Hymns 396,201,29
I give unto you power to tread on serpents and scorpions, and over all the power of the enemy: and nothing shall by any means hurt you.
Now the serpent was more subtil than any beast of the field which the Lord God had made. And he said unto the woman, Yea, hath God said, Ye shall not eat of every tree of the garden?
And the woman said unto the serpent, We may eat of the fruit of the trees of the garden:
But of the fruit of the tree which is in the midst of the garden, God hath said, Ye shall not eat of it, neither shall ye touch it, lest ye die.
And the serpent said unto the woman, Ye shall not surely die:
For God doth know that in the day ye eat thereof, then your eyes shall be opened, and ye shall be as gods, knowing good and evil.
And when the woman saw that the tree was good for food, and that it was pleasant to the eyes, and a tree to be desired to make one wise, she took of the fruit thereof, and did eat, and gave also unto her husband with her; and he did eat.

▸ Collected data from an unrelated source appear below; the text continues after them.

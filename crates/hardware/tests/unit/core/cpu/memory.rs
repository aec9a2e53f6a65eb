//! # Data Memory Tests

use mipsim_core::common::error::SimError;
use mipsim_core::core::cpu::memory::DataMemory;
use pretty_assertions::assert_eq;
use rstest::rstest;

#[test]
fn test_capacity_rounds_down_to_words() {
    assert_eq!(DataMemory::new(10, 0).capacity_words(), 2);
}

#[rstest]
#[case(0, true)]
#[case(60, true)]
#[case(64, false)]
#[case(2, false)]
#[case(-4, false)]
#[case(i64::from(i32::MAX) + 1, false)]
fn test_check_address(#[case] addr: i64, #[case] ok: bool) {
    let mem = DataMemory::new(64, 0);
    let result = mem.check_address(addr);
    if ok {
        assert_eq!(result, Ok(addr as u32));
    } else {
        assert_eq!(result, Err(SimError::InvalidAddress(addr)));
    }
}

#[test]
fn test_protected_region() {
    let mem = DataMemory::new(64, 8);
    assert!(mem.check_address(4).is_err());
    assert_eq!(mem.check_address(8), Ok(8));
}

#[test]
fn test_delta_tracks_last_write_per_address() {
    let mut mem = DataMemory::new(64, 0);
    mem.write(8, 1);
    mem.write(4, 2);
    mem.write(8, 3);
    let delta: Vec<(u32, i32)> = mem.delta().iter().map(|(&a, &v)| (a, v)).collect();
    assert_eq!(delta, vec![(4, 2), (8, 3)]);
    mem.clear_delta();
    assert!(mem.delta().is_empty());
    assert_eq!(mem.read(8), 3);
}

#[test]
fn test_non_zero_lists_byte_addresses() {
    let mut mem = DataMemory::new(64, 0);
    mem.write(12, -7);
    mem.write(0, 1);
    mem.write(0, 0);
    assert_eq!(mem.non_zero().collect::<Vec<_>>(), vec![(12, -7)]);
}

… And the Lord God said unto the serpent, Because thou hast done this, thou art cursed above all cattle, and above every beast of the field; upon thy belly shalt thou go, and dust shalt thou eat all the days of thy life:
And there appeared a great wonder in heaven;
… and behold a great red dragon, having seven heads and ten horns, and seven crowns upon his heads.
… And there was war in heaven: Michael and his angels fought against the dragon; and the dragon fought and his angels,
And prevailed not; neither was their place found any more in heaven.

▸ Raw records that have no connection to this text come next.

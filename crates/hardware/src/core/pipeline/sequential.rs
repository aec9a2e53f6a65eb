//! Unpipelined reference engine.
//!
//! Executes one whole instruction per cycle, entirely in the commit half. It
//! shares the arithmetic, branch and address logic with the pipelined engines
//! but has no latches and no locks, so its architectural state after every
//! instruction is the ground truth the pipelines are checked against.

use tracing::trace;

use crate::common::error::Fault;
use crate::config::PipelineKind;
use crate::core::Cpu;
use crate::core::pipeline::engine::{Phase, PipelineEngine};
use crate::core::pipeline::signals::ControlSignals;
use crate::core::pipeline::stages::execute::{compute, read_operands};
use crate::isa::instruction::InstClass;

/// One instruction per cycle, no overlap.
#[derive(Clone, Debug, Default)]
pub struct SequentialEngine {
    halted: bool,
}

impl SequentialEngine {
    /// Creates an engine that starts at instruction 0.
    pub const fn new() -> Self {
        Self { halted: false }
    }

    fn step(&mut self, cpu: &mut Cpu) -> Result<(), Fault> {
        let pc = cpu.pc.current;
        let Some(inst) = cpu.instruction_at(pc) else {
            self.halted = true;
            return Ok(());
        };
        let ctrl = ControlSignals::decode(&inst);
        let (rv1, rv2) = read_operands(cpu, &inst);

        cpu.pc.next = pc + 1;
        let (result, addr) = compute(cpu, pc, &inst, &ctrl, rv1, rv2)?;
        match ctrl.class {
            InstClass::ArithRegister | InstClass::ArithImmediate => {
                if let Some(rd) = ctrl.dest {
                    cpu.regs.write(rd, result);
                }
            }
            InstClass::Load => {
                let value = cpu.memory.read(addr);
                if let Some(rt) = ctrl.dest {
                    cpu.regs.write(rt, value);
                }
            }
            InstClass::Store => {
                let value = inst.store_value_reg().map_or(0, |rt| cpu.regs.read(rt));
                cpu.memory.write(addr, value);
            }
            InstClass::Branch => {}
            InstClass::Jump => {
                if let Some(target) = inst.target() {
                    cpu.pc.next = target;
                }
            }
        }
        cpu.stats.record_retire(pc, ctrl.class);
        if cpu.trace {
            trace!(pc, %inst, "SEQ execute");
        }

        cpu.pc.current = cpu.pc.next;
        if cpu.pc.current >= cpu.program.len() {
            self.halted = true;
        }
        Ok(())
    }
}

impl PipelineEngine for SequentialEngine {
    fn advance(&mut self, cpu: &mut Cpu, phase: Phase) -> Result<(), Fault> {
        match phase {
            Phase::Commit if !self.halted => self.step(cpu),
            Phase::Commit | Phase::Propagate => Ok(()),
        }
    }

    fn is_drained(&self) -> bool {
        self.halted
    }

    fn kind(&self) -> PipelineKind {
        PipelineKind::Unpipelined
    }
}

And the great dragon was cast out, that old serpent, called the Devil, and Satan, which deceiveth the whole world: he was cast out into the earth, and his angels were cast out with him.
And I heard a loud voice saying in heaven, Now is come salvation, and strength, and the kingdom of our God, and the power of his Christ: for the accuser of our brethren is cast down, which accused them before our God day and night.
And they overcame him by the blood of the Lamb, and by the word of their testimony;
For this purpose the Son of God was manifested, that he might destroy the works of the devil.
¶ Another parable put he forth unto them, saying, The kingdom of heaven is likened unto a man which sowed good seed in his field:
But while men slept, his enemy came and sowed tares among the wheat, and went his way.
But when the blade was sprung up, and brought forth fruit, then appeared the tares also.
So the servants of the householder came and said unto him, Sir, didst not thou sow good seed in thy field? from whence then hath it tares?
He said unto them, An enemy hath done this. The servants said unto him, Wilt thou then that we go and gather them up?
But he said, Nay; lest while ye gather up the tares, ye root up also the wheat with them.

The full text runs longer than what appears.